Germania in recessione? Confartigianato: «Preoccupa l’export per i prossimi mesi»
di adminNel primo trimestre del 2023 si conclama la recessione tecnica in Eurozona, su cui agisce la pesante flessione dell’economia della Germania il cui Pil, nel primo quarto del 2023, segna il secondo arretramento consecutivo, pari al -0,3% dopo il -0,5% del quarto trimestre 2022.
Un campanello d’allarme per il manifatturiero veronese, il cui grado di esposizione sul mercato tedesco è tra i più elevati in Italia e in Veneto: negli ultimi dodici mesi, a marzo 2023, è pari al 9,9% (2.667 milioni di euro, 6 posto tra tutte le province d’Italia) del valore aggiunto, secondo posto regionale dietro alla sola Vicenza che arriva all’11,1%. I risultati del 1° trimestre però, indicano ancora una fase di forte incremento: l’export manifatturiero scaligero verso la Germania ha raggiunto i 715,2 milioni di euro di valore (+21% sullo stesso periodo del 2022 e +36,3% rispetto al 2021).
«I numeri sono inequivocabili – commenta Roberto Iraci Sareri, Presidente di Confartigianato Imprese Verona –: non possiamo certo parlare di difficoltà, ma la situazione della Germania ha altri risvolti che vanno monitorati. Non è infatti normale che il nostro Paese cresca, in base alle ultime stime Ue, sette volte di più. Questo è il dato che preoccupa per due motivi: Il primo è la storica avversione all’inflazione della Germania, che sta orientando la politica fiscale tedesca verso l’austerity che impatterà di certo anche sul nostro export nella seconda parte dell’anno. Il secondo è il perdurare di una condizione che porterà l’Ue a prendere provvedimenti come l’innalzamento dei tassi e altre ‘regole’ che rischiano di penalizzarci molto più dei nostri competitors europei. Già l’aumento di 275 punti base dei tassi di interesse in un anno, aumentando il costo del credito, sta riducendo la propensione ad investire e dilata la spesa pubblica per interessi, che nel 2023 risulta pari al 4,0% del Pil, la più alta in Europa. Il maggiore costo del denaro frena la domanda di credito: a marzo 2023 i prestiti per le imprese segnano un calo dell’1,0%, peggiorando il -0,5% del mese precedente. Un peggioramento che si aggiunge al calo registrato dal credito bancario alle imprese nel nostro Paese che dura da anni. Negli ultimi 11 anni, in Veneto, la contrazione è stata del -26% ma, per le imprese sotto i 20 addetti, il calo è stato del -37,3%».

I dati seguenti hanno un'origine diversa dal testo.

//! Weighted Tardiness Solver - Command Line Interface
//!
//! Heuristic solver for single-machine total weighted tardiness scheduling.

use clap::{Parser, Subcommand, ValueEnum};
use smwt_solver::benchmark::{load_instances_from_dir, Benchmark, BenchmarkConfig};
use smwt_solver::cancel::CancellationToken;
use smwt_solver::error::Result;
use smwt_solver::heuristics::construction::*;
use smwt_solver::heuristics::ils::{AcceptBest, IteratedLocalSearch, StopNWorse};
use smwt_solver::heuristics::local_search::*;
use smwt_solver::heuristics::neighborhood::NeighborhoodKind;
use smwt_solver::heuristics::perturbation::{AdaptiveDistance, FixedDistance, Perturbation};
use smwt_solver::heuristics::portfolio::Portfolio;
use smwt_solver::heuristics::selection::*;
use smwt_solver::instance::Instance;
use smwt_solver::solution::{make_rng, random_schedule, read_schedule, write_schedule, Solution};

use std::path::{Path, PathBuf};
use std::time::Instant;

#[derive(Parser)]
#[command(name = "smwt-solver")]
#[command(version = "1.0")]
#[command(about = "Heuristic solver for single-machine weighted tardiness scheduling")]
struct Cli {
    #[command(subcommand)]
    command: Commands,
}

#[derive(Subcommand)]
enum Commands {
    /// Improve a schedule with one algorithm
    Solve {
        #[arg(short, long)]
        instance: PathBuf,

        /// Initial schedule file; the best construction heuristic otherwise
        #[arg(long)]
        schedule: Option<PathBuf>,

        /// Algorithm to use
        #[arg(short, long, value_enum, default_value = "ils")]
        algorithm: Algorithm,

        /// Neighborhood short name: cssn, rn, srn{k}, prefixed by b for backward
        #[arg(short, long, default_value = "srn10")]
        neighborhood: NeighborhoodKind,

        /// Selection policy of the hill climbing
        #[arg(short, long, value_enum, default_value = "best")]
        policy: Policy,

        /// Candidates examined by the best-of-first policy
        #[arg(long, default_value = "10")]
        first_n: usize,

        /// Perturbation of the iterated local search
        #[arg(long, value_enum, default_value = "fixed")]
        perturbation: PerturbationKind,

        /// Random moves per perturbation (initial step when adaptive)
        #[arg(long, default_value = "10")]
        distance: usize,

        /// Stop after this many non-improving iterations
        #[arg(long, default_value = "20")]
        stop_after: usize,

        #[arg(long)]
        max_iterations: Option<usize>,

        /// Random seed, drawn from the OS when absent
        #[arg(short, long)]
        seed: Option<u64>,

        /// Write the schedule, one job per line
        #[arg(short, long)]
        output: Option<PathBuf>,

        /// Write the solution as JSON
        #[arg(long)]
        json: Option<PathBuf>,

        /// Verbose output
        #[arg(short, long)]
        verbose: bool,
    },

    /// Run benchmarks on a directory of instances
    Benchmark {
        /// Directory containing instance files
        #[arg(short, long)]
        dir: PathBuf,

        /// Output directory for results
        #[arg(short, long, default_value = "results")]
        output: PathBuf,

        /// Number of runs per algorithm
        #[arg(short, long, default_value = "5")]
        runs: usize,

        #[arg(short, long)]
        seed: Option<u64>,

        /// Maximum instance size
        #[arg(long)]
        max_size: Option<usize>,
    },

    /// Analyze an instance
    Analyze {
        /// Path to the instance file
        #[arg(short, long)]
        instance: PathBuf,
    },

    /// Run the standard search portfolio in parallel on an instance
    Compare {
        /// Path to the instance file
        #[arg(short, long)]
        instance: PathBuf,

        /// Initial schedule file; the best construction heuristic otherwise
        #[arg(long)]
        schedule: Option<PathBuf>,

        #[arg(short, long)]
        seed: Option<u64>,

        /// Directory receiving one gen_sol_{cost}_{name}.txt per search
        #[arg(short, long, default_value = "sols")]
        output_dir: PathBuf,
    },
}

#[derive(Copy, Clone, PartialEq, Eq, ValueEnum, Debug)]
enum Algorithm {
    /// Best construction heuristic only
    Construct,
    /// Hill climbing
    Hc,
    /// Variable Neighborhood Descent
    Vnd,
    /// Iterated Local Search
    Ils,
}

#[derive(Copy, Clone, PartialEq, Eq, ValueEnum, Debug)]
enum Policy {
    Best,
    Worst,
    First,
    BestOfFirst,
}

#[derive(Copy, Clone, PartialEq, Eq, ValueEnum, Debug)]
enum PerturbationKind {
    Fixed,
    Adaptive,
}

fn main() {
    env_logger::init();

    let cli = Cli::parse();

    let cancel = CancellationToken::new();
    let handler_token = cancel.clone();
    if let Err(e) = ctrlc::set_handler(move || {
        eprintln!("Interrupted, finishing with the best schedule found so far...");
        handler_token.cancel();
    }) {
        log::warn!("Cannot install Ctrl-C handler: {}", e);
    }

    let outcome = match cli.command {
        Commands::Solve {
            instance,
            schedule,
            algorithm,
            neighborhood,
            policy,
            first_n,
            perturbation,
            distance,
            stop_after,
            max_iterations,
            seed,
            output,
            json,
            verbose,
        } => {
            let options = SolveOptions {
                algorithm,
                neighborhood,
                policy,
                first_n,
                perturbation,
                distance,
                stop_after,
                max_iterations,
                seed,
            };
            solve_instance(&instance, schedule.as_deref(), &options, output, json, verbose, &cancel)
        }

        Commands::Benchmark {
            dir,
            output,
            runs,
            seed,
            max_size,
        } => run_benchmark(&dir, &output, runs, seed, max_size, &cancel),

        Commands::Analyze { instance } => analyze_instance(&instance, &cancel),

        Commands::Compare {
            instance,
            schedule,
            seed,
            output_dir,
        } => compare_algorithms(&instance, schedule.as_deref(), seed, &output_dir, &cancel),
    };

    if let Err(e) = outcome {
        eprintln!("Error: {}", e);
        std::process::exit(1);
    }
}

struct SolveOptions {
    algorithm: Algorithm,
    neighborhood: NeighborhoodKind,
    policy: Policy,
    first_n: usize,
    perturbation: PerturbationKind,
    distance: usize,
    stop_after: usize,
    max_iterations: Option<usize>,
    seed: Option<u64>,
}

fn build_policy(policy: Policy, first_n: usize) -> Result<Box<dyn SelectionPolicy + Send + Sync>> {
    Ok(match policy {
        Policy::Best => Box::new(Best),
        Policy::Worst => Box::new(Worst),
        Policy::First => Box::new(First),
        Policy::BestOfFirst => Box::new(BestOfFirst::new(first_n)?),
    })
}

fn build_search(options: &SolveOptions) -> Result<Option<Box<dyn LocalSearch + Send + Sync>>> {
    let hill_climbing = || -> Result<HillClimbing> {
        Ok(HillClimbing {
            neighborhood: options.neighborhood.clone(),
            policy: build_policy(options.policy, options.first_n)?,
        })
    };

    let search: Box<dyn LocalSearch + Send + Sync> = match options.algorithm {
        Algorithm::Construct => return Ok(None),
        Algorithm::Hc => Box::new(hill_climbing()?),
        Algorithm::Vnd => Box::new(VND::new()),
        Algorithm::Ils => {
            let perturbation: Box<dyn Perturbation + Send + Sync> = match options.perturbation {
                PerturbationKind::Fixed => Box::new(FixedDistance::new(
                    options.neighborhood.clone(),
                    options.distance,
                )?),
                PerturbationKind::Adaptive => Box::new(AdaptiveDistance::with_params(
                    options.neighborhood.clone(),
                    1.05,
                    options.distance,
                    options.distance.max(100),
                )?),
            };
            Box::new(IteratedLocalSearch {
                local_search: Box::new(hill_climbing()?),
                perturbation,
                acceptance: Box::new(AcceptBest),
                stop: Box::new(StopNWorse::new(options.stop_after)),
                max_iterations: options.max_iterations,
                seed: options.seed,
            })
        }
    };
    Ok(Some(search))
}

/// The user schedule when given, otherwise the cheapest of a random
/// schedule and every construction heuristic.
fn initial_solution(instance: &Instance, schedule: Option<&Path>, seed: Option<u64>) -> Result<Solution> {
    if let Some(path) = schedule {
        let schedule = read_schedule(path, instance.num_jobs())?;
        let solution = Solution::from_schedule(instance, schedule, "user")?;
        println!("{:<35} {}", "user schedule", solution.cost);
        return Ok(solution);
    }

    let mut rng = make_rng(seed)?;
    let mut best = Solution::from_schedule(instance, random_schedule(instance.num_jobs(), &mut rng), "random")?;
    println!("{:<35} {}", best.algorithm, best.cost);

    for solution in MultiStartConstruction::with_all_heuristics().construct_all(instance)? {
        println!("{:<35} {}", solution.algorithm, solution.cost);
        if solution.cost < best.cost {
            best = solution;
        }
    }
    println!("Starting from {} (cost {})", best.algorithm, best.cost);
    Ok(best)
}

fn solve_instance(
    path: &Path,
    schedule: Option<&Path>,
    options: &SolveOptions,
    output: Option<PathBuf>,
    json: Option<PathBuf>,
    verbose: bool,
    cancel: &CancellationToken,
) -> Result<()> {
    println!("Loading instance from {:?}...", path);
    let instance = Instance::from_file(path)?;

    if verbose {
        println!("{}\n", instance.statistics());
    }

    let mut solution = initial_solution(&instance, schedule, options.seed)?;
    let initial_cost = solution.cost;

    let start = Instant::now();
    if let Some(search) = build_search(options)? {
        println!("Solving with {}...", search.name());
        let outcome = search.improve(&instance, &mut solution, cancel)?;
        solution.algorithm = search.name();
        solution.iterations = Some(outcome.iterations);
        if outcome.termination == Termination::Cancelled {
            println!("Search cancelled, keeping the best schedule found");
        }
    }
    solution.computation_time = start.elapsed().as_secs_f64();

    println!("\n========== Results ==========");
    println!("Algorithm: {}", solution.algorithm);
    println!("Initial cost: {}", initial_cost);
    println!("Cost: {}", solution.cost);
    println!("Time: {:.4}s", solution.computation_time);
    if let Some(iter) = solution.iterations {
        println!("Iterations: {}", iter);
    }

    if verbose {
        println!("\nSchedule: {:?}", solution.schedule);
        println!("Completion times: {:?}", instance.completion_times(&solution.schedule));
    }

    if let Some(out_path) = output {
        write_schedule(&out_path, &solution.schedule)?;
        println!("\nSchedule saved to {:?}", out_path);
    }

    if let Some(json_path) = json {
        let content = serde_json::to_string_pretty(&solution).map_err(std::io::Error::from)?;
        std::fs::write(&json_path, content)?;
        println!("Solution saved to {:?}", json_path);
    }

    Ok(())
}

fn run_benchmark(
    dir: &Path,
    output: &Path,
    runs: usize,
    seed: Option<u64>,
    max_size: Option<usize>,
    cancel: &CancellationToken,
) -> Result<()> {
    println!("Loading instances from {:?}...", dir);

    let mut instances = load_instances_from_dir(dir)?;

    if let Some(max) = max_size {
        instances.retain(|i| i.num_jobs() <= max);
    }

    println!("Found {} instances", instances.len());

    if instances.is_empty() {
        eprintln!("No instances found!");
        return Ok(());
    }

    std::fs::create_dir_all(output)?;

    let config = BenchmarkConfig {
        num_runs: runs,
        seed,
        ..Default::default()
    };

    let mut benchmark = Benchmark::new(config);
    benchmark.run_on_instances(&instances, cancel)?;

    let results_path = output.join("results.csv");
    benchmark.export_to_csv(&results_path)?;
    println!("\nResults exported to {:?}", results_path);

    let stats_path = output.join("statistics.csv");
    benchmark.export_statistics_csv(&stats_path)?;
    println!("Statistics exported to {:?}", stats_path);

    let report = benchmark.generate_report();
    println!("\n{}", report);

    let report_path = output.join("report.txt");
    std::fs::write(&report_path, &report)?;
    println!("Report saved to {:?}", report_path);

    Ok(())
}

fn analyze_instance(path: &Path, cancel: &CancellationToken) -> Result<()> {
    let instance = Instance::from_file(path)?;

    println!("========== Instance Analysis ==========\n");
    println!("{}", instance.statistics());

    println!("\nConstruction Heuristics:");
    for solution in MultiStartConstruction::with_all_heuristics().construct_all(&instance)? {
        println!("  {:<35} {}", solution.algorithm, solution.cost);
    }

    let multi = MultiStartConstruction::with_all_heuristics();
    let mut multi_sol = multi.construct(&instance)?;
    let multi_cost = multi_sol.cost;
    VND::new().improve(&instance, &mut multi_sol, cancel)?;

    println!("\nQuick Solution Estimates:");
    println!("  Multi-Start: {}", multi_cost);
    println!("  Multi-Start + VND: {}", multi_sol.cost);

    Ok(())
}

/// File-name-safe form of an algorithm name.
fn file_stem(name: &str) -> String {
    name.chars()
        .map(|c| if c.is_ascii_alphanumeric() || c == '-' { c } else { '_' })
        .collect()
}

fn compare_algorithms(
    path: &Path,
    schedule: Option<&Path>,
    seed: Option<u64>,
    output_dir: &Path,
    cancel: &CancellationToken,
) -> Result<()> {
    let instance = Instance::from_file(path)?;
    println!("Comparing searches on {} (n={})...\n", instance.name, instance.num_jobs());

    let initial = initial_solution(&instance, schedule, seed)?;
    let portfolio = Portfolio::standard(seed);
    let result = portfolio.run(&instance, &initial, cancel)?;

    std::fs::create_dir_all(output_dir)?;

    println!("\n========== Summary ==========");
    println!("{:<65} {:>10} {:>10}", "Algorithm", "Cost", "Time");
    println!("{}", "-".repeat(87));
    for solution in &result.solutions {
        println!(
            "{:<65} {:>10} {:>9.3}s",
            solution.algorithm, solution.cost, solution.computation_time
        );
        let file = output_dir.join(format!(
            "gen_sol_{}_{}.txt",
            solution.cost,
            file_stem(&solution.algorithm)
        ));
        write_schedule(&file, &solution.schedule)?;
    }

    let best = result.best();
    println!("\nBest: {} (cost {})", best.algorithm, best.cost);
    println!("Solutions written to {:?}", output_dir);

    Ok(())
}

Tornando al report sull’export manifatturiero scaligero verso la Germania ed analizzando i settori di attività, si conferma l’ottimo andamento di quelli più importanti. I primi 4, che pesano per ben il 78% del totale delle esportazioni manifatturiere veronesi sul mercato tedesco sono: Alimentari e Bevande con 255,7 milioni (35,8%), Macchinari e Impianti con 116,2 milioni (16,2%), Moda che arriva a 96,9 milioni (13,5%) e Metallurgia e Metalli con 89,6 milioni (12,5).
«Non possiamo che monitorare con attenzione la situazione tedesca – conclude Iraci Sareri – dato che in Germania vendiamo il 19,7% delle nostre merci con punte del 30% per alimentari, bevande e del 24% per metallurgia e metalli. Certo è che l’organizzazione e la qualità delle nostre filiere ci dà un margine competitivo straordinario. Lavorazioni e produzioni intermedie, dai prodotti siderurgici, alla meccanica, alle lavorazioni plastiche sono infatti perfettamente inserite nelle catene del valore della grande industria tedesca. Ora, con i cambiamenti globali in corso, si prevedono elevati tassi di ricollocazione delle attività industriali dall’Asia all’Europa. In questo senso, nonostante le tante difficoltà del momento, credo che per le aziende veronesi inserite nelle filiere tedesche ci siano ancora opportunità di crescita».